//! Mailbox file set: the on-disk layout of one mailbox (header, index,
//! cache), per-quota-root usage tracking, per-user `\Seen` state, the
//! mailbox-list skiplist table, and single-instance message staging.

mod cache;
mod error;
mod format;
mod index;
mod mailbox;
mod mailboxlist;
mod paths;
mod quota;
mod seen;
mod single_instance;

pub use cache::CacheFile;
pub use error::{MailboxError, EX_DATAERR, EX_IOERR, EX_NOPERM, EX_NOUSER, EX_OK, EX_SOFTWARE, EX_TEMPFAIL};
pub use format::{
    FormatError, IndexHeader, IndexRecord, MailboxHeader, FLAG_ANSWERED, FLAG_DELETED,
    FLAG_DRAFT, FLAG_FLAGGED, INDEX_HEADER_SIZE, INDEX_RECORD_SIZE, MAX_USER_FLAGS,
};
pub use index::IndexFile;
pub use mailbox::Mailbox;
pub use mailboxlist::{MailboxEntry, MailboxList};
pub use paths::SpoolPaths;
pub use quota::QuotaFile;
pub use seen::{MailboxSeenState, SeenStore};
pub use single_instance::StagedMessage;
+-------+
Would you write out all of the data exactly as given?

Your response ▸
//! Mailbox file set: the on-disk layout of one mailbox (header, index,
//! cache), per-quota-root usage tracking, per-user `\Seen` state, the
//! mailbox-list skiplist table, and single-instance message staging.

mod cache;
mod error;
mod format;
mod index;
mod mailbox;
mod mailboxlist;
mod paths;
mod quota;
mod seen;
mod single_instance;

pub use cache::CacheFile;
pub use error::{MailboxError, EX_DATAERR, EX_IOERR, EX_NOPERM, EX_NOUSER, EX_OK, EX_SOFTWARE, EX_TEMPFAIL};
pub use format::{
    FormatError, IndexHeader, IndexRecord, MailboxHeader, FLAG_ANSWERED, FLAG_DELETED,
    FLAG_DRAFT, FLAG_FLAGGED, INDEX_HEADER_SIZE, INDEX_RECORD_SIZE, MAX_USER_FLAGS,
};
pub use index::IndexFile;
pub use mailbox::Mailbox;
pub use mailboxlist::{MailboxEntry, MailboxList};
pub use paths::SpoolPaths;
pub use quota::QuotaFile;
pub use seen::{MailboxSeenState, SeenStore};
pub use single_instance::StagedMessage;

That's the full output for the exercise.